9.11.2011

Intag: development and protest


If you’re a scientist, you might like to know that the Intag Cloud Forest Reserve is home to some of the most spectacular biodiversity on the planet—219 species of birds recorded, more orchid species present than in the entire United States. Even if you’re not science-minded, you’ll appreciate the fact that the Andean tropics contain at least 15% of the entire world’s plant species when you’re walking through the forest or stopping to admire the breathtaking views of rolling hills punctuated by the occasional plot of maize, yucca or banana. Locals in the pueblos surrounding the forest walk for hours to harvest food and visit family members in neighboring towns. The whole area isn’t a postcard for living in harmony with nature—there’s plenty of blaring radio music at all hours of the day and night, not to mention beer and rowdy games of fútbol. Spend the night in Plaza Gutierrez or any other town on the edge of the forest, and you’re likely to be woken at 5am by crowing roosters or the sounds of a pig being slaughtered. But the chaos of daily human life blends almost seamlessly with the natural world, and the area has an undeniable beauty to it, the kind that makes you want to pack up everything you own and buy a one way plane ticket to Ecuador.
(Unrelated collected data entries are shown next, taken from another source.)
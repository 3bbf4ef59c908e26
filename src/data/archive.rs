//! Timestamped workbook snapshots of the loaded data.

use crate::data::data_exporter::{DataExporter, ExportOptions, SheetLayout};
use crate::data::datatable::DataTable;
use crate::data::datatable_loaders::{load_excel_to_datatable, LoadOutcome};
use anyhow::{bail, Context, Result};
use chrono::{Local, NaiveDateTime};
use std::fmt;
use std::fs;
use std::path::{Path, PathBuf};
use std::str::FromStr;
use tracing::{info, warn};

const ARCHIVE_PREFIX: &str = "archive_";
const ARCHIVE_EXTENSION: &str = ".xlsx";
const TIMESTAMP_FORMAT: &str = "%Y-%m-%d_%H-%M-%S";

#[derive(Debug, Clone, PartialEq)]
pub struct ArchiveInfo {
    pub filename: String,
    pub path: PathBuf,
    /// Parsed from the file name; `None` for names that do not parse
    pub timestamp: Option<NaiveDateTime>,
    pub size: u64,
}

impl ArchiveInfo {
    /// Whole days between the snapshot and `now`
    pub fn age_days(&self, now: NaiveDateTime) -> Option<i64> {
        self.timestamp.map(|ts| (now - ts).num_days())
    }
}

#[derive(Debug, Clone, Copy, PartialEq, Eq, Default)]
pub enum ArchivePeriod {
    Today,
    Week,
    Month,
    #[default]
    All,
}

impl ArchivePeriod {
    pub fn includes(&self, archive: &ArchiveInfo, now: NaiveDateTime) -> bool {
        if *self == ArchivePeriod::All {
            return true;
        }
        match archive.age_days(now) {
            None => false,
            Some(days) => match self {
                ArchivePeriod::Today => days == 0,
                ArchivePeriod::Week => days < 7,
                ArchivePeriod::Month => days < 30,
                ArchivePeriod::All => true,
            },
        }
    }
}

impl FromStr for ArchivePeriod {
    type Err = String;

    fn from_str(s: &str) -> Result<Self, Self::Err> {
        match s.trim().to_lowercase().as_str() {
            "today" => Ok(ArchivePeriod::Today),
            "week" => Ok(ArchivePeriod::Week),
            "month" => Ok(ArchivePeriod::Month),
            "all" => Ok(ArchivePeriod::All),
            other => Err(format!("unknown period '{}'", other)),
        }
    }
}

impl fmt::Display for ArchivePeriod {
    fn fmt(&self, f: &mut fmt::Formatter<'_>) -> fmt::Result {
        let name = match self {
            ArchivePeriod::Today => "today",
            ArchivePeriod::Week => "week",
            ArchivePeriod::Month => "month",
            ArchivePeriod::All => "all",
        };
        write!(f, "{}", name)
    }
}

/// Human readable size, one decimal place
pub fn format_file_size(size_bytes: u64) -> String {
    let mut size = size_bytes as f64;
    for unit in ["B", "KB", "MB", "GB"] {
        if size < 1024.0 {
            return format!("{:.1} {}", size, unit);
        }
        size /= 1024.0;
    }
    format!("{:.1} TB", size)
}

fn parse_archive_name(filename: &str) -> Option<NaiveDateTime> {
    let stamp = filename
        .strip_prefix(ARCHIVE_PREFIX)?
        .strip_suffix(ARCHIVE_EXTENSION)?;
    NaiveDateTime::parse_from_str(stamp, TIMESTAMP_FORMAT).ok()
}

/// Directory of archive workbooks
#[derive(Debug, Clone)]
pub struct ArchiveStore {
    dir: PathBuf,
}

impl ArchiveStore {
    pub fn new(dir: impl Into<PathBuf>) -> Self {
        Self { dir: dir.into() }
    }

    pub fn dir(&self) -> &Path {
        &self.dir
    }

    /// Snapshot a table now
    pub fn create_snapshot(&self, table: &DataTable, options: &ExportOptions) -> Result<PathBuf> {
        self.create_snapshot_at(table, options, Local::now().naive_local())
    }

    /// Snapshot a table under an explicit timestamp; always split into sheets
    pub fn create_snapshot_at(
        &self,
        table: &DataTable,
        options: &ExportOptions,
        timestamp: NaiveDateTime,
    ) -> Result<PathBuf> {
        fs::create_dir_all(&self.dir)
            .with_context(|| format!("Failed to create {}", self.dir.display()))?;

        let filename = format!(
            "{}{}{}",
            ARCHIVE_PREFIX,
            timestamp.format(TIMESTAMP_FORMAT),
            ARCHIVE_EXTENSION
        );
        let path = self.dir.join(filename);
        let options = ExportOptions {
            layout: SheetLayout::Split,
            ..*options
        };
        DataExporter::write_xlsx(table, &path, &options)?;

        info!(target: "archive", "Created archive {}", path.display());
        Ok(path)
    }

    /// All archives, newest first; unparseable names sort last
    pub fn list(&self) -> Result<Vec<ArchiveInfo>> {
        if !self.dir.exists() {
            return Ok(Vec::new());
        }

        let mut archives = Vec::new();
        let entries = fs::read_dir(&self.dir)
            .with_context(|| format!("Failed to read {}", self.dir.display()))?;
        for entry in entries {
            let entry = entry?;
            let filename = entry.file_name().to_string_lossy().to_string();
            if !filename.starts_with(ARCHIVE_PREFIX) || !filename.ends_with(ARCHIVE_EXTENSION) {
                continue;
            }
            let size = entry.metadata().map(|m| m.len()).unwrap_or(0);
            archives.push(ArchiveInfo {
                timestamp: parse_archive_name(&filename),
                path: entry.path(),
                filename,
                size,
            });
        }

        archives.sort_by(|a, b| b.timestamp.cmp(&a.timestamp));
        Ok(archives)
    }

    pub fn list_period(&self, period: ArchivePeriod) -> Result<Vec<ArchiveInfo>> {
        let now = Local::now().naive_local();
        Ok(self
            .list()?
            .into_iter()
            .filter(|a| period.includes(a, now))
            .collect())
    }

    /// Delete archives at least `days` whole days old
    pub fn prune_older_than(&self, days: i64, now: NaiveDateTime) -> Result<usize> {
        let stale: Vec<ArchiveInfo> = self
            .list()?
            .into_iter()
            .filter(|a| a.age_days(now).is_some_and(|age| age >= days))
            .collect();
        self.remove(&stale)
    }

    /// Delete everything but the newest `keep` archives
    pub fn prune_keep_latest(&self, keep: usize) -> Result<usize> {
        let stale: Vec<ArchiveInfo> = self.list()?.into_iter().skip(keep).collect();
        self.remove(&stale)
    }

    fn remove(&self, archives: &[ArchiveInfo]) -> Result<usize> {
        let mut removed = 0;
        for archive in archives {
            match fs::remove_file(&archive.path) {
                Ok(()) => removed += 1,
                Err(e) => warn!(
                    target: "archive",
                    "Failed to delete {}: {}", archive.path.display(), e
                ),
            }
        }
        info!(target: "archive", "Pruned {} archive(s)", removed);
        Ok(removed)
    }

    /// Read back the full table from an archive's ALL sheet
    pub fn open(&self, path: &Path, threshold: f64) -> Result<DataTable> {
        let name = path
            .file_stem()
            .and_then(|s| s.to_str())
            .unwrap_or("archive")
            .to_string();
        match load_excel_to_datatable(path, Some("ALL"), &name, threshold)? {
            LoadOutcome::Loaded(table) => Ok(table),
            LoadOutcome::NeedsSheet(_) => bail!("Archive {} has no ALL sheet", path.display()),
        }
    }
}

#[cfg(test)]
mod tests {
    use super::*;
    use crate::data::datatable::DataValue;
    use chrono::NaiveDate;
    use tempfile::TempDir;

    fn at(day: u32, hour: u32) -> NaiveDateTime {
        NaiveDate::from_ymd_opt(2024, 3, day)
            .unwrap()
            .and_hms_opt(hour, 0, 0)
            .unwrap()
    }

    fn table() -> DataTable {
        DataTable::from_rows(
            "students",
            &["Name", "GPA"],
            vec![vec![DataValue::String("Ada".to_string()), DataValue::Float(3.5)]],
        )
        .unwrap()
    }

    #[test]
    fn test_format_file_size() {
        assert_eq!(format_file_size(512), "512.0 B");
        assert_eq!(format_file_size(1536), "1.5 KB");
        assert_eq!(format_file_size(5 * 1024 * 1024), "5.0 MB");
    }

    #[test]
    fn test_parse_archive_name() {
        assert_eq!(
            parse_archive_name("archive_2024-03-05_14-00-00.xlsx"),
            Some(at(5, 14))
        );
        assert_eq!(parse_archive_name("archive_latest.xlsx"), None);
    }

    #[test]
    fn test_list_sorted_and_pruned() {
        let dir = TempDir::new().unwrap();
        let store = ArchiveStore::new(dir.path().join("archives"));
        assert!(store.list().unwrap().is_empty());

        let options = ExportOptions::default();
        store.create_snapshot_at(&table(), &options, at(1, 9)).unwrap();
        store.create_snapshot_at(&table(), &options, at(20, 9)).unwrap();
        store.create_snapshot_at(&table(), &options, at(10, 9)).unwrap();
        fs::write(store.dir().join("notes.txt"), "x").unwrap();

        let listed = store.list().unwrap();
        let stamps: Vec<_> = listed.iter().map(|a| a.timestamp).collect();
        assert_eq!(stamps, vec![Some(at(20, 9)), Some(at(10, 9)), Some(at(1, 9))]);
        assert!(listed.iter().all(|a| a.size > 0));

        assert_eq!(store.prune_older_than(15, at(25, 8)).unwrap(), 1);
        assert_eq!(store.prune_keep_latest(1).unwrap(), 1);
        let left = store.list().unwrap();
        assert_eq!(left.len(), 1);
        assert_eq!(left[0].timestamp, Some(at(20, 9)));
    }

    #[test]
    fn test_period_filter() {
        let now = at(20, 12);
        let info = |ts: Option<NaiveDateTime>| ArchiveInfo {
            filename: String::new(),
            path: PathBuf::new(),
            timestamp: ts,
            size: 0,
        };

        assert!(ArchivePeriod::Today.includes(&info(Some(at(20, 1))), now));
        assert!(!ArchivePeriod::Today.includes(&info(Some(at(19, 1))), now));
        assert!(ArchivePeriod::Week.includes(&info(Some(at(14, 1))), now));
        assert!(!ArchivePeriod::Week.includes(&info(Some(at(13, 1))), now));
        assert!(!ArchivePeriod::Month.includes(&info(None), now));
        assert!(ArchivePeriod::All.includes(&info(None), now));
        assert_eq!("Week".parse::<ArchivePeriod>(), Ok(ArchivePeriod::Week));
    }

    #[test]
    fn test_open_reads_all_sheet() {
        let dir = TempDir::new().unwrap();
        let store = ArchiveStore::new(dir.path());
        let path = store
            .create_snapshot_at(&table(), &ExportOptions::default(), at(2, 10))
            .unwrap();

        let restored = store.open(&path, 0.5).unwrap();
        assert_eq!(restored.column_names(), vec!["Name", "GPA"]);
        assert_eq!(restored.get_value_by_name(0, "GPA"), Some(&DataValue::Float(3.5)));
    }
}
Of course, if you’re a mining company, you see Intag in an entirely different way. In addition to its spectacularly biodiversity, Intag has been, depending on who you asked, blessed or cursed with mineral riches—copper, concentrated enough to justify extraction, in a world which has come to rely on the metal for telecommunications cables.

The fight in Intag started in the early 1990s, when Mitsubishi began exploratory work near Junin, one of the communities in the region. Initially, people were excited. The company meant jobs in an area where work was getting harder and harder to come by. But then wages were lowered and people started getting sick, skin irritated from the initial work being done. In 1995, Defensa y Conservacion Ecologica de Intag (DECOIN) was formed to fight against mining in the area. They tried to talk to the company and contacted government representatives asking them for help. When they received no reply, they burned down the mining camp, which convinced Mitsubishi that they would do better leaving the people of Intag alone. They left the area for good in 1997.

In 2002, the Ecuadorian government auctioned the mining claims in Junin off to another company, this time from Canada. Ascendant Copper tried to win people over with promises of schools, hospitals, computers and work, but by then, locals had done some research on mining in nearby areas and decided that the development projects weren’t worth the destruction of their forest. In the words of activist Marcia Ramirez, “Nosotros sabemos que la mineria no es desarollo” (we know that mining is not development).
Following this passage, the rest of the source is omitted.